The 2013 fiscal year is about to begin, the major listed companies to cross past year transcripts. "Coincidence",
The fourth quarter earnings, and annual report prior to the disclosure, the big companies are invariably choose --- layoffs.
This week, Nokia announced that the world once again lay off 300 people, and 820 jobs outsourced to India; Last week, Morgan Stanley announced the layoffs of 1,600 people; Last month, the United States announced the layoff of 11,000; little earlier, the Swiss bank layoffs 10,000 people ...... "
Not chipping away, but a massacre ", the UBS employees retrenched go on Twitter so complain.
Large-scale layoffs, and how to balance the risk of Business Conduct and Ethics? Micro and macroeconomic impact?
The reporter interviewed relevant experts.
The cost down profits rose layoffs earnings looks beautiful
Yesterday, the Confederation of British Industry and PricewaterhouseCoopers survey pointed out that the quarter or have been laid off 25,000 people in the UK financial industry, together with
The season expected 1.8 million people, including the dismissal of six months may cut 43,000 hands.
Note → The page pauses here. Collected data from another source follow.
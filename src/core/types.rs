// src/core/types.rs — Core domain types

use serde::{Deserialize, Serialize};

use crate::provider::TokenUsage;

/// Which collaboration workflow is running. Selects the prompt templates;
/// the iteration loop itself is identical for all kinds.
#[derive(Debug, Clone, Copy, PartialEq, Eq, Serialize, Deserialize)]
pub enum WorkflowKind {
    Develop,
    Review,
    Plan,
    Docs,
}

impl std::fmt::Display for WorkflowKind {
    fn fmt(&self, f: &mut std::fmt::Formatter<'_>) -> std::fmt::Result {
        match self {
            Self::Develop => write!(f, "develop"),
            Self::Review => write!(f, "review"),
            Self::Plan => write!(f, "plan"),
            Self::Docs => write!(f, "docs"),
        }
    }
}

/// The PM's decision on a submission.
#[derive(Debug, Clone, Serialize, Deserialize)]
pub struct Verdict {
    pub approved: bool,
    pub feedback: String,
}

const APPROVE_MARKER: &str = "[APPROVED]";
const REVISE_MARKER: &str = "[REVISE]";

impl Verdict {
    /// Parse the PM response. The review protocol asks for an `[APPROVED]`
    /// or `[REVISE]` marker (case-insensitive); the remaining text becomes
    /// the feedback. A response carrying neither marker is treated as a
    /// rejection with empty feedback so the loop can continue; the anomaly
    /// is logged rather than crashing the run.
    pub fn parse(response: &str) -> Self {
        if let Some(pos) = find_marker(response, APPROVE_MARKER) {
            return Self {
                approved: true,
                feedback: strip_marker(response, pos, APPROVE_MARKER.len()),
            };
        }
        if let Some(pos) = find_marker(response, REVISE_MARKER) {
            return Self {
                approved: false,
                feedback: strip_marker(response, pos, REVISE_MARKER.len()),
            };
        }
        tracing::warn!("PM response carried no [APPROVED]/[REVISE] marker; treating as rejection");
        Self {
            approved: false,
            feedback: String::new(),
        }
    }
}

// The markers are ASCII, so a bytewise case-insensitive scan is safe and
// the match boundaries are always char boundaries.
fn find_marker(response: &str, marker: &str) -> Option<usize> {
    response
        .as_bytes()
        .windows(marker.len())
        .position(|w| w.eq_ignore_ascii_case(marker.as_bytes()))
}

fn strip_marker(response: &str, pos: usize, marker_len: usize) -> String {
    let mut text = String::with_capacity(response.len() - marker_len);
    text.push_str(&response[..pos]);
    text.push_str(&response[pos + marker_len..]);
    text.trim().to_string()
}

/// One completed developer/PM exchange. Appended to the run history and
/// never mutated afterwards.
#[derive(Debug, Clone, Serialize, Deserialize)]
pub struct IterationRecord {
    /// 1-based iteration ordinal.
    pub index: u32,
    pub submission: String,
    pub verdict: Verdict,
    /// Combined token usage of the developer and PM calls this iteration.
    pub usage: TokenUsage,
    /// Estimated cost delta for this iteration in USD.
    pub cost_usd: f64,
}

/// Why the collaboration loop terminated.
#[derive(Debug, Clone, Copy, PartialEq, Eq, Serialize, Deserialize)]
#[serde(rename_all = "snake_case")]
pub enum StopReason {
    Approved,
    MaxIterations,
    MaxTokens,
    MaxCost,
    NoProgress,
    UserStopped,
}

impl std::fmt::Display for StopReason {
    fn fmt(&self, f: &mut std::fmt::Formatter<'_>) -> std::fmt::Result {
        match self {
            Self::Approved => write!(f, "approved"),
            Self::MaxIterations => write!(f, "max_iterations"),
            Self::MaxTokens => write!(f, "max_tokens"),
            Self::MaxCost => write!(f, "max_cost"),
            Self::NoProgress => write!(f, "no_progress"),
            Self::UserStopped => write!(f, "user_stopped"),
        }
    }
}

/// Final result of a run. Created once at loop exit.
#[derive(Debug, Clone)]
pub struct RunResult {
    pub output: String,
    pub success: bool,
    pub iterations: u32,
    pub total_tokens: u64,
    pub total_cost_usd: f64,
    pub stop_reason: StopReason,
    pub history: Vec<IterationRecord>,
}

/// Real-time lifecycle events emitted by the loop for display layers.
#[derive(Debug, Clone)]
pub enum ProgressEvent {
    IterationStart {
        iteration: u32,
        max_iterations: u32,
    },
    Verdict {
        iteration: u32,
        approved: bool,
        cost_so_far: f64,
    },
    Stalled {
        iteration: u32,
        similarity: f64,
        count: u32,
    },
    Checkpoint {
        iteration: u32,
    },
    Complete {
        iterations: u32,
        total_tokens: u64,
        cost: f64,
        stop_reason: StopReason,
    },
}
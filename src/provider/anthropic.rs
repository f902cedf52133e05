// src/provider/anthropic.rs — Anthropic Messages API provider

use async_trait::async_trait;

use super::{
    ChatRequest, ChatResponse, CompletionStop, Message, ModelInfo, ModelProvider, Role, TokenUsage,
};
use crate::infra::errors::TandemError;

pub struct AnthropicProvider {
    api_key: String,
    client: reqwest::Client,
}

impl AnthropicProvider {
    pub fn new(api_key: String) -> Self {
        Self {
            api_key,
            client: reqwest::Client::new(),
        }
    }

    fn api_url(&self) -> &str {
        "https://api.anthropic.com/v1/messages"
    }

    fn build_request_body(&self, request: &ChatRequest) -> serde_json::Value {
        let messages: Vec<serde_json::Value> = request
            .messages
            .iter()
            .map(|m: &Message| {
                serde_json::json!({
                    "role": match m.role {
                        Role::User => "user",
                        Role::Assistant => "assistant",
                    },
                    "content": m.content,
                })
            })
            .collect();

        let mut body = serde_json::json!({
            "model": request.model,
            "messages": messages,
            "max_tokens": request.max_tokens.unwrap_or(4096),
        });

        if let Some(system) = &request.system {
            body["system"] = serde_json::json!(system);
        }

        if let Some(temp) = request.temperature {
            body["temperature"] = serde_json::json!(temp);
        }

        body
    }
}

#[async_trait]
impl ModelProvider for AnthropicProvider {
    fn id(&self) -> &str {
        "anthropic"
    }

    fn name(&self) -> &str {
        "Anthropic"
    }

    fn models(&self) -> Vec<ModelInfo> {
        vec![
            ModelInfo {
                id: "claude-sonnet-4-20250514".into(),
                name: "Claude Sonnet 4".into(),
                context_window: 200_000,
                max_output_tokens: 16_384,
                input_price_per_mtok: 3.0,
                output_price_per_mtok: 15.0,
            },
            ModelInfo {
                id: "claude-opus-4-20250514".into(),
                name: "Claude Opus 4".into(),
                context_window: 200_000,
                max_output_tokens: 32_768,
                input_price_per_mtok: 15.0,
                output_price_per_mtok: 75.0,
            },
            ModelInfo {
                id: "claude-haiku-3-5-20241022".into(),
                name: "Claude 3.5 Haiku".into(),
                context_window: 200_000,
                max_output_tokens: 8_192,
                input_price_per_mtok: 0.8,
                output_price_per_mtok: 4.0,
            },
        ]
    }

    async fn chat(&self, request: ChatRequest) -> Result<ChatResponse, TandemError> {
        let body = self.build_request_body(&request);

        let response = self
            .client
            .post(self.api_url())
            .header("x-api-key", &self.api_key)
            .header("anthropic-version", "2023-06-01")
            .header("content-type", "application/json")
            .json(&body)
            .send()
            .await
            .map_err(|e| TandemError::Provider {
                provider: "anthropic".into(),
                message: e.to_string(),
                retriable: e.is_timeout() || e.is_connect(),
            })?;

        let status = response.status();
        if status == reqwest::StatusCode::TOO_MANY_REQUESTS {
            let retry_after = response
                .headers()
                .get("retry-after")
                .and_then(|v| v.to_str().ok())
                .and_then(|v| v.parse::<u64>().ok())
                .unwrap_or(5);
            return Err(TandemError::RateLimited {
                provider: "anthropic".into(),
                retry_after_ms: retry_after * 1000,
            });
        }

        if !status.is_success() {
            let error_body = response.text().await.unwrap_or_default();
            return Err(TandemError::Provider {
                provider: "anthropic".into(),
                message: format!("HTTP {}: {}", status, error_body),
                retriable: status.is_server_error(),
            });
        }

        let resp: serde_json::Value = response.json().await.map_err(|e| TandemError::Provider {
            provider: "anthropic".into(),
            message: format!("Failed to parse response: {}", e),
            retriable: false,
        })?;

        let content = resp["content"]
            .as_array()
            .unwrap_or(&vec![])
            .iter()
            .filter(|c| c["type"] == "text")
            .map(|c| c["text"].as_str().unwrap_or(""))
            .collect::<Vec<_>>()
            .join("");

        let usage = TokenUsage {
            input_tokens: resp["usage"]["input_tokens"].as_u64().unwrap_or(0) as u32,
            output_tokens: resp["usage"]["output_tokens"].as_u64().unwrap_or(0) as u32,
        };

        let stop = match resp["stop_reason"].as_str() {
            Some("end_turn") => CompletionStop::EndTurn,
            Some("max_tokens") => CompletionStop::MaxTokens,
            Some("stop_sequence") => CompletionStop::StopSequence,
            _ => CompletionStop::Unknown,
        };

        Ok(ChatResponse {
            content,
            usage,
            stop,
        })
    }
}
Not only in the United Kingdom, the European and American financial industry is also suffering from the impact of layoffs. Bloomberg data shows that since last year, global
The financial sector has more than 11.5 million people have been cut, the regulatory authorities to tighten control on the industry, forcing companies to the end of the non-core business or staff reductions, in order to save costs, and meet the increasingly difficult operating environment.
The effect was immediate layoffs. Flowering new head of Michael Korba In announcing the cut, including private banking chief investment
Owned official, including the 1.1 million people after Citigroup stock price rose more than 6%, investors move to layoffs popularity is evident.
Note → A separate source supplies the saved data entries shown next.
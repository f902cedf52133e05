// src/core/prompts.rs — Role prompt templates

use super::types::WorkflowKind;

pub const MANAGER_SYSTEM_PROMPT: &str = "\
You are a demanding but fair project manager reviewing a developer's work. \
Hold the work to a high standard: correctness, completeness against the \
requirements, and clarity. Start your response with exactly one verdict \
marker: [APPROVED] if the submission fully meets the requirements, or \
[REVISE] followed by specific, actionable feedback. Never approve work \
with unresolved correctness issues.";

pub const DEVELOPER_SYSTEM_PROMPT: &str = "\
You are a senior developer producing complete, working deliverables. \
Respond with the full artifact, not a summary of changes. When given \
reviewer feedback, address every point or explain why a point does not \
apply.";

fn task_noun(kind: WorkflowKind) -> &'static str {
    match kind {
        WorkflowKind::Develop => "implementation",
        WorkflowKind::Review => "improved version of the code under review",
        WorkflowKind::Plan => "project plan",
        WorkflowKind::Docs => "document",
    }
}

/// First developer prompt of a run.
pub fn initial_prompt(kind: WorkflowKind, request: &str) -> String {
    match kind {
        WorkflowKind::Develop => format!(
            "Implement the following requirements. Deliver the complete \
             implementation.\n\nRequirements:\n{request}"
        ),
        WorkflowKind::Review => format!(
            "The following code is under review. Produce an improved version \
             that addresses any defects you find, keeping behavior intact.\n\n\
             Code:\n{request}"
        ),
        WorkflowKind::Plan => format!(
            "Create a project plan for the following. Include scope, \
             milestones, and risks.\n\nProject:\n{request}"
        ),
        WorkflowKind::Docs => format!(
            "Write clear, structured documentation for the following topic.\n\n\
             Topic:\n{request}"
        ),
    }
}

/// Developer prompt for iterations after the first: revise given PM feedback.
pub fn revise_prompt(kind: WorkflowKind, request: &str, previous: &str, feedback: &str) -> String {
    format!(
        "Revise your {noun} to address the PM's feedback. Deliver the \
         complete revised version.\n\nOriginal request:\n{request}\n\n\
         PM feedback:\n{feedback}\n\nYour previous submission:\n{previous}",
        noun = task_noun(kind),
    )
}

/// PM prompt reviewing a submission.
pub fn review_prompt(kind: WorkflowKind, request: &str, submission: &str) -> String {
    format!(
        "Review the developer's {noun} against the original request. \
         Start with [APPROVED] or [REVISE].\n\nOriginal request:\n{request}\n\n\
         Submission:\n{submission}",
        noun = task_noun(kind),
    )
}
Last week, the United States released the first earnings report after the management changed hands, come up with a satisfactory fourth quarter results: Excluding
Layoffs ready to adjustments made by the gold and the market value of its own debt, the bank earnings per share of $ 0.69, higher than the same period last year.
Financial institutions on Wall Street yesterday also announced quarterly earnings report, Goldman Sachs and JP Morgan's results exceeded analysts' expectations,
Overhead decline and other factors, the size of Goldman's profits increased by almost tripled, to $ 2.8 billion.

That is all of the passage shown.